To be completely blunt, I found Jeff in Venice to be a tedious piece of writing. Anyone with little or no knowledge of contemporary art will struggle with the story, because a great deal of the descriptive part of it is about the art work that Jeff witnesses. It’s probably very well described, but for someone with little interest in contemporary art, it just comes across as being very dull. This is a story that would probably be most appealing to anyone with a real interest in art and has possibly been to the Biennale. The descriptions of Venice and the canals do partially make up for this, but only a little bit.

The story itself is possibly even more dull than the descriptions of the works of art Jeff sees. It really is a piece of navel-gazing; he’s a forty-something man who wants to relive his youth by wasting people’s time, taking drugs and having adventurous sex (which is described in great detail). There is nothing redeeming about his character, or Laura’s – she comes across as being just as selfish and immature. The reader keeps waiting for something to happen so that the ‘story’ will begin to have a point, but it doesn’t and, in the end, it is simply a relief to get to the end. Thankfully, the novella is only 156 pages long.

Death in Varanasi is something quite different. It could be about the same main character, but we don’t find out because he is never named – this story is told in the first person, whereas Jeff in Venice is told in the third person. Our man, a journalist, is sent to Varanasi, an Indian town by River Ganges, and falls in love with it. It is easy to understand why this is. He moves to a cheaper hotel nearer the centre of town, starts making friends and decides to stay around for a while – his life back in London is dull and pointless anyway. The longer he stays, the more he questions his former life. Will he ever go back? And if he doesn’t, just what will he do in Varanasi apart from take drugs?

This story is much more interesting, probably because this time the descriptions are focused on the town of Varansi and the local culture. The descriptions of Varanasi, particularly life around the ghats (steps that lead down to the river) are vivid and fascinating. Our man meets a number of interesting characters, not all of whom he can actually communicate with in words, but he finds ways of getting his point across, sometimes in the most amusing of ways. There is a certain amount of toilet humour, but that is unavoidable in a country where the food plays havoc with your stomach and it certainly lightens the mood of the story overall.
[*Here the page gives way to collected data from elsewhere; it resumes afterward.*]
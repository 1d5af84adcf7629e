//! Turning built pages into the document set of a release.

use std::collections::HashMap;

use serde::{Deserialize, Serialize};
use serde_json::{Map, Value};
use uuid::Uuid;

use super::model::{Breadcrumb, DocumentMetadata, NewDocument};
use super::path::DocumentPath;
use super::validate::{validate_page_fields, SkipReason};
use crate::config::SiteConfig;
use crate::doc_release::DocumentRelease;
use crate::exclusions::Exclusions;
use crate::html;

/// Keys of a page record that are recomputed during sync.
const DERIVED_KEYS: [&str; 4] = ["breadcrumbs", "slug", "parents", "toc"];

/// A built page as produced by the documentation build (one `.fjson` file).
#[derive(Debug, Clone, Default, Serialize, Deserialize)]
pub struct PageRecord {
    /// Slash-separated page name, possibly ending in `/index`.
    pub current_page_name: String,
    /// Title HTML.
    #[serde(default)]
    pub title: Option<String>,
    /// Body HTML.
    #[serde(default)]
    pub body: Option<String>,
    /// Every other key of the page (`toc`, `display_toc`, ...).
    #[serde(flatten)]
    pub metadata: Map<String, Value>,
}

impl PageRecord {
    pub fn new(current_page_name: impl Into<String>) -> Self {
        Self {
            current_page_name: current_page_name.into(),
            ..Default::default()
        }
    }

    pub fn title(mut self, title: impl Into<String>) -> Self {
        self.title = Some(title.into());
        self
    }

    pub fn body(mut self, body: impl Into<String>) -> Self {
        self.body = Some(body.into());
        self
    }
}

/// Outcome of replacing a release's documents.
#[derive(Debug, Clone, PartialEq, Eq, Serialize, Deserialize)]
#[serde(rename_all = "camelCase")]
pub struct SyncReport {
    pub sync_id: Uuid,
    pub created: usize,
    pub skipped_empty: usize,
    pub skipped_excluded: usize,
}

/// Build the documents a sync will store, in input order.
///
/// Pages are dropped when they are not documents (see
/// [`validate_page_fields`]) or when their path is excluded. A later page
/// with the same normalized path replaces an earlier one.
pub fn prepare_documents(
    release: &DocumentRelease,
    records: &[PageRecord],
    exclusions: &Exclusions,
    site: &SiteConfig,
) -> (Vec<NewDocument>, SyncReport) {
    let mut report = SyncReport {
        sync_id: Uuid::new_v4(),
        created: 0,
        skipped_empty: 0,
        skipped_excluded: 0,
    };
    let config = site.search_config_for(&release.lang);
    let mut documents: Vec<NewDocument> = Vec::new();
    let mut by_path: HashMap<String, usize> = HashMap::new();

    for record in records {
        let path = DocumentPath::parse(&record.current_page_name);

        if exclusions.is_excluded(&release.lang, release.version(), path.as_str()) {
            tracing::debug!(path = %path.as_str(), reason = %SkipReason::Excluded, "skipping page");
            report.skipped_excluded += 1;
            continue;
        }

        let title = record.title.as_deref().map(|t| html::to_text(t).trim().to_string());
        let body_text = record.body.as_deref().map(html::to_text);
        if let Err(reason) = validate_page_fields(title.as_deref(), body_text.as_deref()) {
            tracing::debug!(path = %path.as_str(), %reason, "skipping page");
            report.skipped_empty += 1;
            continue;
        }

        let mut extra = record.metadata.clone();
        let toc = extra
            .get("toc")
            .and_then(Value::as_str)
            .map(str::to_string);
        for key in DERIVED_KEYS {
            extra.remove(key);
        }

        let metadata = DocumentMetadata {
            body: record.body.clone(),
            title: record.title.clone(),
            toc,
            breadcrumbs: Vec::new(),
            slug: path.slug().to_string(),
            parents: path.parents(),
            extra,
        };
        let document = NewDocument {
            path: path.into_inner(),
            title: title.unwrap_or_default(),
            metadata,
            config,
        };

        match by_path.get(&document.path) {
            Some(&index) => documents[index] = document,
            None => {
                by_path.insert(document.path.clone(), documents.len());
                documents.push(document);
            }
        }
    }

    attach_breadcrumbs(&mut documents);
    report.created = documents.len();
    (documents, report)
}

/// Fill each document's breadcrumbs from its ancestors present in the set.
fn attach_breadcrumbs(documents: &mut [NewDocument]) {
    let titles: HashMap<String, String> = documents
        .iter()
        .map(|d| (d.path.clone(), d.title.clone()))
        .collect();

    for document in documents.iter_mut() {
        let mut trail: Vec<Breadcrumb> = DocumentPath::parse(&document.path)
            .ancestors()
            .into_iter()
            .filter_map(|path| {
                titles.get(&path).map(|title| Breadcrumb {
                    path,
                    title: title.clone(),
                })
            })
            .collect();
        trail.sort_by(|a, b| a.path.cmp(&b.path));
        document.metadata.breadcrumbs = trail;
    }
}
The plot of Death in Varanasi is a little bit vague, almost to the point of being non-existent. It is more a diary of someone’s travels and it doesn’t really provide the reader with much of a point to get their teeth into – although there is definitely more to it than Jeff in Venice. Every time it starts to take a certain direction, it seems to be cut short. The ‘death’ of the title is slightly confusing too. There is one definite death, but it is one that is very much in the background. The other potential death isn’t really made clear – it comes towards the end and really keeps the reader guessing without any resolution. However, at least it provides something to think about, unlike Jeff in Venice.

The cover, inside and out, of the book is covered in praise from newspapers and other famous authors, who apparently loved both novellas. I really cannot understand the praise for Jeff in Venice. It is pretentious, navel-gazing nonsense that provides the reader with nothing to mull over. Those with an interest in contemporary art may find it appeals more though – there are a lot of references thrown in that may mean a lot more to them. Death in Varansi shows a lot more promise. It is funny at times, but most of all, the descriptions of Varanasi are beautifully done. I wouldn’t recommend the book just on that though – on the whole it is not a book that is going to appeal to a wide audience. Two and a half stars out of five.

Advantages: Death in Varanasi is entertaining
Disadvantages: Jeff in Venice is horrendously dull

Published by Canongate Books Ltd, it has 304 pages.

Thanks to Canongate Books for providing a free review copy of the book.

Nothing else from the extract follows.